Variable type: factor

skim_variable n_missing complete_rate ordered n_unique top_counts
accident_index 0 1.00 FALSE 122635 201: 1, 201: 1, 201: 1, 201: 1
police_force 0 1.00 FALSE 51 Met: 25390, Wes: 5490, Ken: 4403, Wes: 4132
accident_severity 0 1.00 FALSE 3 Sli: 97799, Ser: 23165, Fat: 1671
date 0 1.00 FALSE 365 201: 504, 201: 498, 201: 491, 201: 488
day_of_week 0 1.00 FALSE 7 Fri: 20021, Thu: 18656, Wed: 18397, Tue: 17950
time 13 1.00 FALSE 1438 17:: 1154, 18:: 1093, 17:: 1086, 16:: 1069
local_authority_district 0 1.00 FALSE 380 Bir: 2614, Lee: 1548, Wes: 1509, Lam: 1287
local_authority_highway 0 1.00 FALSE 207 Ken: 3811, Sur: 3113, Lan: 2676, Ham: 2615
first_road_class 0 1.00 FALSE 6 A: 53499, Unc: 43355, B: 14210, C: 7005
road_type 0 1.00 FALSE 6 Sin: 88323, Dua: 19473, Rou: 7573, One: 3366
junction_detail 0 1.00 FALSE 10 Not: 52076, T o: 35958, Cro: 11422, Rou: 9974
junction_control 0 1.00 FALSE 5 Dat: 54842, Giv: 53259, Aut: 13323, Sto: 750
second_road_class 52211 0.57 FALSE 6 Unc: 48631, A: 12213, B: 4662, C: 4168
pedestrian_crossing_human_control 0 1.00 FALSE 4 Non: 117924, Dat: 3173, Con: 1116, Con: 422
pedestrian_crossing_physical_facilities 0 1.00 FALSE 7 No : 94877, Ped: 9753, Pel: 7169, Zeb: 4583
light_conditions 0 1.00 FALSE 5 Day: 88435, Dar: 24746, Dar: 6120, Dar: 2477
weather_conditions 0 1.00 FALSE 10 Fin: 99221, Rai: 12789, Unk: 3666, Oth: 2603
road_surface_conditions 0 1.00 FALSE 6 Dry: 90546, Wet: 28215, Fro: 1417, Dat: 1223
special_conditions_at_site 0 1.00 FALSE 9 Non: 118495, Dat: 1524, Roa: 1372, Aut: 284
carriageway_hazards 0 1.00 FALSE 7 Non: 119170, Dat: 1325, Oth: 1072, Any: 376
urban_or_rural_area 1 1.00 FALSE 3 Urb: 82583, Rur: 39996, Una: 55
lsoa_of_accident_location 6445 0.95 FALSE 27965 E01: 165, E01: 123, E01: 84, E01: 82

Variable type: numeric

skim_variable n_missing complete_rate mean sd p0 p25 p50 p75 p100 hist
longitude 55 1 -1.26 1.40 -7.27 -2.19 -1.15 -0.14 1.76 ▁▁▅▇▃
latitude 55 1 52.43 1.38 49.91 51.47 51.89 53.39 60.76 ▇▆▁▁▁
number_of_vehicles 0 1 1.85 0.72 1.00 1.00 2.00 2.00 24.00 ▇▁▁▁▁
number_of_casualties 0 1 1.31 0.76 1.00 1.00 1.00 1.00 59.00 ▇▁▁▁▁
first_road_number 0 1 836.74 1670.33 0.00 0.00 41.00 580.00 9621.00 ▇▁▁▁▁
speed_limit 0 1 37.11 14.07 20.00 30.00 30.00 40.00 70.00 ▇▁▁▂▁
second_road_number 0 1 291.80 1129.17 -1.00 0.00 0.00 0.00 9620.00 ▇▁▁▁▁
did_police_officer_attend_scene_of_accident 0 1 1.29 0.47 -1.00 1.00 1.00 2.00 3.00 ▁▁▇▃▁

The table above shows that overall we do not have significant missing data in any of the 16 variables as well as some basic statistics of the (few) numerical variables. Now let’s see the mode for every variable.
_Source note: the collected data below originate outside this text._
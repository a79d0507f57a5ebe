use std::path::PathBuf;

use thiserror::Error;

pub type Result<T> = std::result::Result<T, Error>;

#[derive(Debug, Error)]
pub enum Error {
    #[error("failed to read config {path}: {source}")]
    Io {
        path: PathBuf,
        #[source]
        source: std::io::Error,
    },
    #[error("invalid TOML config: {0}")]
    Toml(#[from] toml::de::Error),
    #[error("invalid JSON config: {0}")]
    Json(#[from] serde_json::Error),
    #[error("unsupported config format for {0} (expected .toml or .json)")]
    UnsupportedFormat(PathBuf),
    #[error("unknown preset `{0}` (expected frost, glow or cloud)")]
    UnknownPreset(String),
    #[error("invalid config: {0}")]
    Invalid(String),
}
The tables above pose interesting (basic) research questions to be explored. As an example, seeing that the day of the week were most accidents take place is Friday, I would like to know if most accidents happen during weekdays or weekend. We could use that data as a proxy to infer if professional drivers are more or less involved in accidents than amateurs, especially if we combine that with the hour of the day.
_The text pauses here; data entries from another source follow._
use std::f64::consts::FRAC_PI_2;

use glam::{Affine2, Vec2, Vec4};

use super::{draw_particles, Scene};
use crate::color::{self, rgba};
use crate::draw::{stop, DrawCommand, Paint, Path, Shape};

const ICE_GLOW: Vec4 = Vec4::new(0.0, 246.0 / 255.0, 1.0, 1.0);

pub(super) fn draw(scene: &Scene<'_>, out: &mut Vec<DrawCommand>) {
    background(scene, out);

    wing(scene.point(5) + Vec2::new(-10.0, 2.0), 78.0, false, scene.time, out);
    wing(scene.point(8) + Vec2::new(-22.0, 10.0), 66.0, true, scene.time, out);

    body(scene, out);
    head(scene, out);
    tail_flame(scene, out);
    draw_particles(scene, out);

    out.push(DrawCommand::solid(
        Shape::Rect {
            min: Vec2::ZERO,
            size: scene.size,
        },
        rgba(0, 0, 0, 0.045),
    ));
}

fn background(scene: &Scene<'_>, out: &mut Vec<DrawCommand>) {
    out.push(DrawCommand::fill(
        Shape::Rect {
            min: Vec2::ZERO,
            size: scene.size,
        },
        Paint::Linear {
            from: Vec2::ZERO,
            to: Vec2::new(0.0, scene.size.y),
            stops: vec![stop(0.0, rgba(0, 40, 40, 0.06)), stop(1.0, rgba(0, 0, 0, 0.15))],
        },
    ));
}

/// Flap phase in `[0.05, 0.95]`; the right wing runs a quarter turn ahead.
pub(super) fn flap(time: f64, right: bool) -> f32 {
    let side = if right { 1.0 } else { 0.0 };
    ((time * 4.0 + side * FRAC_PI_2).sin() * 0.45 + 0.5) as f32
}

fn wing(root: Vec2, size: f32, right: bool, time: f64, out: &mut Vec<DrawCommand>) {
    let flap = flap(time, right);
    let tilt = (if right { 0.35 } else { -0.35 }) * (0.6 + flap * 0.6);
    let to_world = Affine2::from_angle_translation(tilt, root);
    let s = size;

    let membrane = Path::new()
        .move_to(Vec2::ZERO)
        .cubic_to(
            Vec2::new(s * 0.2, -s * 0.9 - flap * 6.0),
            Vec2::new(s * 0.9, -s * 0.55 - flap * 8.0),
            Vec2::new(s, 0.0),
        )
        .cubic_to(
            Vec2::new(s * 0.6, s * 0.55),
            Vec2::new(s * 0.16, s * 0.7),
            Vec2::ZERO,
        )
        .close();
    out.push(
        DrawCommand::solid(
            Shape::Path(membrane.transformed(&to_world)),
            rgba(0, 240, 255, 0.14 + flap * 0.18),
        )
        .glowing(ICE_GLOW, 28.0 * (0.7 + flap * 0.6)),
    );

    let mut veins = Path::new().move_to(Vec2::new(s * 0.12, -s * 0.05));
    for i in 0..5 {
        let i = i as f32;
        veins = veins.quad_to(
            Vec2::new(s * (0.2 + i * 0.14), -s * (0.08 + i * 0.12) - flap * 6.0),
            Vec2::new(s * (0.4 + i * 0.12), 0.0),
        );
    }
    out.push(DrawCommand::stroke(
        Shape::Path(veins.transformed(&to_world)),
        rgba(150, 255, 255, 0.08 + flap * 0.08),
        1.0,
    ));
}

fn body(scene: &Scene<'_>, out: &mut Vec<DrawCommand>) {
    let count = scene.points.len();
    for (i, point) in scene.points.iter().enumerate() {
        let p = point.pos;
        let fi = i as f32;
        let radius = (14.0 - fi * 0.36).max(2.6);
        let tone = scene.tone(i);
        let halo = match tone {
            super::Tone::Hsl {
                hue,
                saturation,
                lightness,
            } => color::hsla(hue, saturation, lightness.min(70.0), 0.9),
            super::Tone::Flat(c) => color::with_alpha(c, 0.9),
        };
        out.push(
            DrawCommand::fill(
                Shape::circle(p, radius),
                Paint::Radial {
                    inner_center: p - Vec2::splat(radius * 0.3),
                    inner_radius: radius * 0.1,
                    outer_center: p,
                    outer_radius: radius * 1.4,
                    stops: tone.sphere_stops(),
                },
            )
            .glowing(halo, (18.0 - fi * 0.4).max(6.0)),
        );

        if i % 2 == 0 {
            out.push(DrawCommand::solid(
                Shape::circle(p - Vec2::new(radius * 0.3, radius * 0.6), radius * 0.5),
                Vec4::new(1.0, 1.0, 1.0, 0.03 + (count - i) as f32 * 0.0015),
            ));
        }
    }
}

fn head(scene: &Scene<'_>, out: &mut Vec<DrawCommand>) {
    let to_world = scene.head_transform();
    let rotation = to_world.matrix2.x_axis.y.atan2(to_world.matrix2.x_axis.x);
    let place = |path: Path| Shape::Path(path.transformed(&to_world));
    let at = |local: Vec2| to_world.transform_point2(local);

    let snout = Path::new()
        .move_to(Vec2::new(0.0, -14.0))
        .line_to(Vec2::new(12.0, 6.0))
        .quad_to(Vec2::new(0.0, 18.0), Vec2::new(-12.0, 6.0))
        .close();
    out.push(
        DrawCommand::solid(place(snout), rgba(0, 255, 255, 0.95))
            .glowing(rgba(0, 246, 255, 0.9), 30.0),
    );

    let jaw = Path::new()
        .move_to(Vec2::new(-8.0, 6.0))
        .quad_to(Vec2::new(0.0, 12.0), Vec2::new(8.0, 6.0))
        .close();
    out.push(
        DrawCommand::solid(place(jaw), rgba(0, 180, 200, 0.95))
            .glowing(rgba(0, 246, 255, 0.9), 6.0),
    );

    for (radii, fill) in [
        (Vec2::new(3.2, 4.5), color::WHITE),
        (Vec2::new(1.2, 2.6), rgba(0, 0, 0x33, 1.0)),
    ] {
        for x in [-6.0, 6.0] {
            out.push(DrawCommand::solid(
                Shape::Ellipse {
                    center: at(Vec2::new(x, -2.0)),
                    radii,
                    rotation,
                },
                fill,
            ));
        }
    }

    for mirror in [-1.0, 1.0] {
        let horn = Path::new()
            .move_to(Vec2::new(10.0 * mirror, -14.0))
            .line_to(Vec2::new(18.0 * mirror, -34.0))
            .line_to(Vec2::new(6.0 * mirror, -18.0))
            .close();
        out.push(DrawCommand::solid(place(horn), color::WHITE).glowing(ICE_GLOW, 10.0));
    }
}

fn tail_flame(scene: &Scene<'_>, out: &mut Vec<DrawCommand>) {
    let tail = scene.tail();
    let f = 1.0 + (scene.time * 1000.0 / 120.0).sin() as f32 * 0.3;
    let flame = Path::new()
        .move_to(tail)
        .line_to(tail + Vec2::new(8.0, -18.0) * f)
        .line_to(tail + Vec2::new(4.0, -6.0) * f)
        .line_to(tail + Vec2::new(-6.0, -14.0) * f)
        .line_to(tail + Vec2::new(-10.0, -6.0) * f)
        .close();
    let fill = if scene.pressed {
        rgba(255, 120, 20, 0.95)
    } else {
        rgba(255, 140, 30, 0.78)
    };
    out.push(DrawCommand::solid(Shape::Path(flame), fill).glowing(rgba(255, 69, 0, 1.0), 22.0));
}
Surprisingly, most accidents take place on dry conditions with sunny days and good visibility, so, apparently, weather does not have such as big impact as I might have guessed on the first sight, although verifying it would require further analysis.

Accidents’ evolution over time

There have been a total of 122,635 accidents in 2018, out of which a 1% were fatal, 19% were serious, and 80% were slight. However, let’s see how these figures have been evolved through time and if there has been an increase or decrease on the number of accidents.

Wile the number of accidents in UK is high, we can see an overall tendency in number of accidents to decrease over time, but can we observe other patterns?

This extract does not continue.